Input for this task.
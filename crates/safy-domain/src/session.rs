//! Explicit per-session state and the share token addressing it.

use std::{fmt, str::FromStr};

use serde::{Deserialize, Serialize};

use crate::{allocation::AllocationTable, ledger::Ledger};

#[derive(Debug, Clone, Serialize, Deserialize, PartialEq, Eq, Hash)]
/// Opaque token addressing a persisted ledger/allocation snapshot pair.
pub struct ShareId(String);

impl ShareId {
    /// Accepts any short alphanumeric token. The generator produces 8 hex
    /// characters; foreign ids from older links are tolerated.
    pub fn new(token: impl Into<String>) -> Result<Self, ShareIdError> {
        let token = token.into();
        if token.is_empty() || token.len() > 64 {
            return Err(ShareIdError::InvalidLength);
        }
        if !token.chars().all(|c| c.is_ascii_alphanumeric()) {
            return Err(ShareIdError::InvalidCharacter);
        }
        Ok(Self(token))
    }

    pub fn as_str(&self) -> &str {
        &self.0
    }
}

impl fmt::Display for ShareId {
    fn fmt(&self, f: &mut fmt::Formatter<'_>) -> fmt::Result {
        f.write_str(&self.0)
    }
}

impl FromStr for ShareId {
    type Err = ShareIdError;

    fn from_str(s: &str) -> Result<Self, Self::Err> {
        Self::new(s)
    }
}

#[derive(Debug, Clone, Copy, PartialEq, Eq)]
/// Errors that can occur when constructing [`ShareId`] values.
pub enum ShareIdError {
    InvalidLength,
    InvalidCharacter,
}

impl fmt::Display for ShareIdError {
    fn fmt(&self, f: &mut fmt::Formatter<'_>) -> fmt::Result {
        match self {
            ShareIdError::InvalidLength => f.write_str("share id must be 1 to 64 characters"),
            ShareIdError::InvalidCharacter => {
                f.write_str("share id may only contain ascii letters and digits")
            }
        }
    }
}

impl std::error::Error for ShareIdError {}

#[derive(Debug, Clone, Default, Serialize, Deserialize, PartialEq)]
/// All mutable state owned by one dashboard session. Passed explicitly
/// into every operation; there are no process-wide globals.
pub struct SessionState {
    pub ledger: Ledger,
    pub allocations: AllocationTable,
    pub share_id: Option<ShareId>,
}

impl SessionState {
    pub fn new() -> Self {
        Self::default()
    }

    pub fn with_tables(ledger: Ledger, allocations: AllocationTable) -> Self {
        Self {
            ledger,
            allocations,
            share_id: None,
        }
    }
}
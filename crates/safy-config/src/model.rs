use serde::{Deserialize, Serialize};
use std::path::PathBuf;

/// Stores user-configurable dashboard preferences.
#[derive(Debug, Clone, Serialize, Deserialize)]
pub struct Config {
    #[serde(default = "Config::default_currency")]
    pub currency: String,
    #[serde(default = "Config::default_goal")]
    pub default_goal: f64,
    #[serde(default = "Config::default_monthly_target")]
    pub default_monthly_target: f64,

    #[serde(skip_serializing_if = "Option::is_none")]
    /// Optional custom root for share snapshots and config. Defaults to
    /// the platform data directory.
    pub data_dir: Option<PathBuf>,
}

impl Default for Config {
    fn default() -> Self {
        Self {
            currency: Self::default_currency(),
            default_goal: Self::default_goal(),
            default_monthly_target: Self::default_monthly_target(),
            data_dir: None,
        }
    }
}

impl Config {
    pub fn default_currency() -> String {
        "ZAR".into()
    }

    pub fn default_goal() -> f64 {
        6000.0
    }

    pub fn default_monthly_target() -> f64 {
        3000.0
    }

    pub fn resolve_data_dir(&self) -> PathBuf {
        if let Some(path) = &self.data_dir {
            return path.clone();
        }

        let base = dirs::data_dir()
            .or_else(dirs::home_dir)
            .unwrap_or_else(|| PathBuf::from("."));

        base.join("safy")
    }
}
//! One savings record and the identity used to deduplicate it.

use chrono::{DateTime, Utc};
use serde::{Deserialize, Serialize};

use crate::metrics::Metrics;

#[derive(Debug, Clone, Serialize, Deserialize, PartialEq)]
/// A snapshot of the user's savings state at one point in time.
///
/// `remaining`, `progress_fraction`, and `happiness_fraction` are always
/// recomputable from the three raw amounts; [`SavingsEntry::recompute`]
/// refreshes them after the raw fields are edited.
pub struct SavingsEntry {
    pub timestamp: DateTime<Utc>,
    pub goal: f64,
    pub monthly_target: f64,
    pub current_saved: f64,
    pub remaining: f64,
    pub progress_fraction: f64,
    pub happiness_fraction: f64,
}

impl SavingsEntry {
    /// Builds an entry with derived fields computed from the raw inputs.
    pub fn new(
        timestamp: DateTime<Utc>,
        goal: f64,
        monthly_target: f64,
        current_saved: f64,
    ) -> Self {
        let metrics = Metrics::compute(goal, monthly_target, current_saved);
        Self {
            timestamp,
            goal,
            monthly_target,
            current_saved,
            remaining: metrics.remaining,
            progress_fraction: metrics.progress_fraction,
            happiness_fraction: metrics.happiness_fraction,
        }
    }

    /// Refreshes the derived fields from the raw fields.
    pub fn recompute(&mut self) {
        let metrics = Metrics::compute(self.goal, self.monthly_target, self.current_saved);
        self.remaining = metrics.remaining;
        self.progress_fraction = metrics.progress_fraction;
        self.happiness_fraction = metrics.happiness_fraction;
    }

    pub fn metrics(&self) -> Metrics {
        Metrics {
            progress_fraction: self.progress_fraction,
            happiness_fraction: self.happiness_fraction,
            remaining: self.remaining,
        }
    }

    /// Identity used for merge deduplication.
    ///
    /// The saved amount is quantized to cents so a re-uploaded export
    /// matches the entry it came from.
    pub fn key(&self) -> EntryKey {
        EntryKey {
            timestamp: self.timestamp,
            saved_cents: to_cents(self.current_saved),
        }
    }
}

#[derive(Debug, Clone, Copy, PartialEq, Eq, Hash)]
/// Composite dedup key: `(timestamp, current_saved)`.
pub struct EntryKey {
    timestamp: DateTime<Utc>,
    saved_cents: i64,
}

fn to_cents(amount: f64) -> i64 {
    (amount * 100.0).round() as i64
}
--
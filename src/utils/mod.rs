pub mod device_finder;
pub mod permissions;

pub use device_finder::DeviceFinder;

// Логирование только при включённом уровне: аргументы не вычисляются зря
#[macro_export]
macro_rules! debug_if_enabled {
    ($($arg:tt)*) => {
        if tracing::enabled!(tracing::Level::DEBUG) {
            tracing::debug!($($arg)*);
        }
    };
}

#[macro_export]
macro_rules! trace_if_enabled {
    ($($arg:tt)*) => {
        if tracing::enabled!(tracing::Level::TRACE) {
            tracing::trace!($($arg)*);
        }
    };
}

Problem. All lines above from the one with "impl fmt::Display for ShareIdError" to the one with "impl std::error::Error for", inclusive, should be copied exactly, and no other lines.

Exercise response.
impl fmt::Display for ShareIdError {
    fn fmt(&self, f: &mut fmt::Formatter<'_>) -> fmt::Result {
        match self {
            ShareIdError::InvalidLength => f.write_str("share id must be 1 to 64 characters"),
            ShareIdError::InvalidCharacter => {
                f.write_str("share id may only contain ascii letters and digits")
            }
        }
    }
}

impl std::error::Error for ShareIdError {}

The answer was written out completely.